Directions
Would you please write out every record exactly?

Available records
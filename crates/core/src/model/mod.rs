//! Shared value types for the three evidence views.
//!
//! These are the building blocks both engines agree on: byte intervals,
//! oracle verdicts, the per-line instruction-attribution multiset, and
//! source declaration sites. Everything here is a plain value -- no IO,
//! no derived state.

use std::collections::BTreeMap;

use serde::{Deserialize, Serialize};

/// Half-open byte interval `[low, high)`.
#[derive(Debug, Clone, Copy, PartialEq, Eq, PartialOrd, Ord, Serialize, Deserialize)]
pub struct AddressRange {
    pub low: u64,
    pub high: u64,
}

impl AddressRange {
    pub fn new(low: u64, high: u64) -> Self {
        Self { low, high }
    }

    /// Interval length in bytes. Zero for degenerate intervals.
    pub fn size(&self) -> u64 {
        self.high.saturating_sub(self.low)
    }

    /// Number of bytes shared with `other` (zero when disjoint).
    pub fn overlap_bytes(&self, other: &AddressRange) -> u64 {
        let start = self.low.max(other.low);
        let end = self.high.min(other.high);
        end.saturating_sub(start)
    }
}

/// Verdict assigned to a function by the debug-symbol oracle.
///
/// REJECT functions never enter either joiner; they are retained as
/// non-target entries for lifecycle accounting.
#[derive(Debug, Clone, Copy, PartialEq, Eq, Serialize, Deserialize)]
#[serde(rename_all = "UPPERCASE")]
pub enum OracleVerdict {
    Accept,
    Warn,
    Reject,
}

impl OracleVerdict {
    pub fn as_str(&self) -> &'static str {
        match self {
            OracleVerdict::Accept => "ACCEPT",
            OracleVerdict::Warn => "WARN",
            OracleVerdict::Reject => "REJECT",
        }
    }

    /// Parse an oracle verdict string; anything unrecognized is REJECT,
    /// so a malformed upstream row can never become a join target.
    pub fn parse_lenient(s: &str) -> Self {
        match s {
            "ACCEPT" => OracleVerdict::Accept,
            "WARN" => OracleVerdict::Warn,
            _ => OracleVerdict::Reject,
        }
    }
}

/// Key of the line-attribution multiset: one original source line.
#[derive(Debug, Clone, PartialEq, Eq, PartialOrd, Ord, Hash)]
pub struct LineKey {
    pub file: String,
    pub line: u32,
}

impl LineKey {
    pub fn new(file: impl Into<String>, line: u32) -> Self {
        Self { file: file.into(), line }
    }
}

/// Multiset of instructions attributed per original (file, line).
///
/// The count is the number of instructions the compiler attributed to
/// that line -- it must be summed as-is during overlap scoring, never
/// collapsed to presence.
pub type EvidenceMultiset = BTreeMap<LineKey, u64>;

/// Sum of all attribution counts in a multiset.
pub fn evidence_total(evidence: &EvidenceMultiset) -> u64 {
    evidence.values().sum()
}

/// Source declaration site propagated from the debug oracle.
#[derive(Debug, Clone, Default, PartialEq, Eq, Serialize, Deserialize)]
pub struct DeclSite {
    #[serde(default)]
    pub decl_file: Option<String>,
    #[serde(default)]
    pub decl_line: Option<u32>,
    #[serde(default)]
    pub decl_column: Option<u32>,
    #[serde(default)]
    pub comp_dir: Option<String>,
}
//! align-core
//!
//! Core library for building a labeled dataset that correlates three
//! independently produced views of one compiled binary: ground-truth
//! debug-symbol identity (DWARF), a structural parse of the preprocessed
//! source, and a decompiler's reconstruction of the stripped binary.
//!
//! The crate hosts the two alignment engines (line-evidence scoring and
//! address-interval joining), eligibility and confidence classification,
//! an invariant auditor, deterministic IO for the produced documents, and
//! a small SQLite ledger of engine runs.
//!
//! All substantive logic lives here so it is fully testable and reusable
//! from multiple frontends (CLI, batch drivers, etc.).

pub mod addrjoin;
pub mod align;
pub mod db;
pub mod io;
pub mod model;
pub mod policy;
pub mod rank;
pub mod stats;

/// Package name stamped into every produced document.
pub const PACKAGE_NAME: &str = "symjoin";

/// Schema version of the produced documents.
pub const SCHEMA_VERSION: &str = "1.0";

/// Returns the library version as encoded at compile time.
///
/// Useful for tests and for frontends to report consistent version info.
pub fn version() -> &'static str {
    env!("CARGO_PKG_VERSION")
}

Your response
filename crates/core/src/model/mod.rs
//! Shared value types for the three evidence views.
//!
//! These are the building blocks both engines agree on: byte intervals,
//! oracle verdicts, the per-line instruction-attribution multiset, and
//! source declaration sites. Everything here is a plain value -- no IO,
//! no derived state.

use std::collections::BTreeMap;

use serde::{Deserialize, Serialize};

/// Half-open byte interval `[low, high)`.
#[derive(Debug, Clone, Copy, PartialEq, Eq, PartialOrd, Ord, Serialize, Deserialize)]
pub struct AddressRange {
    pub low: u64,
    pub high: u64,
}

impl AddressRange {
    pub fn new(low: u64, high: u64) -> Self {
        Self { low, high }
    }

    /// Interval length in bytes. Zero for degenerate intervals.
    pub fn size(&self) -> u64 {
        self.high.saturating_sub(self.low)
    }

    /// Number of bytes shared with `other` (zero when disjoint).
    pub fn overlap_bytes(&self, other: &AddressRange) -> u64 {
        let start = self.low.max(other.low);
        let end = self.high.min(other.high);
        end.saturating_sub(start)
    }
}

/// Verdict assigned to a function by the debug-symbol oracle.
///
/// REJECT functions never enter either joiner; they are retained as
/// non-target entries for lifecycle accounting.
#[derive(Debug, Clone, Copy, PartialEq, Eq, Serialize, Deserialize)]
#[serde(rename_all = "UPPERCASE")]
pub enum OracleVerdict {
    Accept,
    Warn,
    Reject,
}

impl OracleVerdict {
    pub fn as_str(&self) -> &'static str {
        match self {
            OracleVerdict::Accept => "ACCEPT",
            OracleVerdict::Warn => "WARN",
            OracleVerdict::Reject => "REJECT",
        }
    }

    /// Parse an oracle verdict string; anything unrecognized is REJECT,
    /// so a malformed upstream row can never become a join target.
    pub fn parse_lenient(s: &str) -> Self {
        match s {
            "ACCEPT" => OracleVerdict::Accept,
            "WARN" => OracleVerdict::Warn,
            _ => OracleVerdict::Reject,
        }
    }
}

/// Key of the line-attribution multiset: one original source line.
#[derive(Debug, Clone, PartialEq, Eq, PartialOrd, Ord, Hash)]
pub struct LineKey {
    pub file: String,
    pub line: u32,
}

impl LineKey {
    pub fn new(file: impl Into<String>, line: u32) -> Self {
        Self { file: file.into(), line }
    }
}

/// Multiset of instructions attributed per original (file, line).
///
/// The count is the number of instructions the compiler attributed to
/// that line -- it must be summed as-is during overlap scoring, never
/// collapsed to presence.
pub type EvidenceMultiset = BTreeMap<LineKey, u64>;

/// Sum of all attribution counts in a multiset.
pub fn evidence_total(evidence: &EvidenceMultiset) -> u64 {
    evidence.values().sum()
}

/// Source declaration site propagated from the debug oracle.
#[derive(Debug, Clone, Default, PartialEq, Eq, Serialize, Deserialize)]
pub struct DeclSite {
    #[serde(default)]
    pub decl_file: Option<String>,
    #[serde(default)]
    pub decl_line: Option<u32>,
    #[serde(default)]
    pub decl_column: Option<u32>,
    #[serde(default)]
    pub comp_dir: Option<String>,
}
//! align-core
//!
//! Core library for building a labeled dataset that correlates three
//! independently produced views of one compiled binary: ground-truth
//! debug-symbol identity (DWARF), a structural parse of the preprocessed
//! source, and a decompiler's reconstruction of the stripped binary.
//!
//! The crate hosts the two alignment engines (line-evidence scoring and
//! address-interval joining), eligibility and confidence classification,
//! an invariant auditor, deterministic IO for the produced documents, and
//! a small SQLite ledger of engine runs.
//!
//! All substantive logic lives here so it is fully testable and reusable
//! from multiple frontends (CLI, batch drivers, etc.).

pub mod addrjoin;
pub mod align;
pub mod db;
pub mod io;
pub mod model;
pub mod policy;
pub mod rank;
pub mod stats;

/// Package name stamped into every produced document.
pub const PACKAGE_NAME: &str = "symjoin";

/// Schema version of the produced documents.
pub const SCHEMA_VERSION: &str = "1.0";

/// Returns the library version as encoded at compile time.
///
/// Useful for tests and for frontends to report consistent version info.
pub fn version() -> &'static str {
    env!("CARGO_PKG_VERSION")
}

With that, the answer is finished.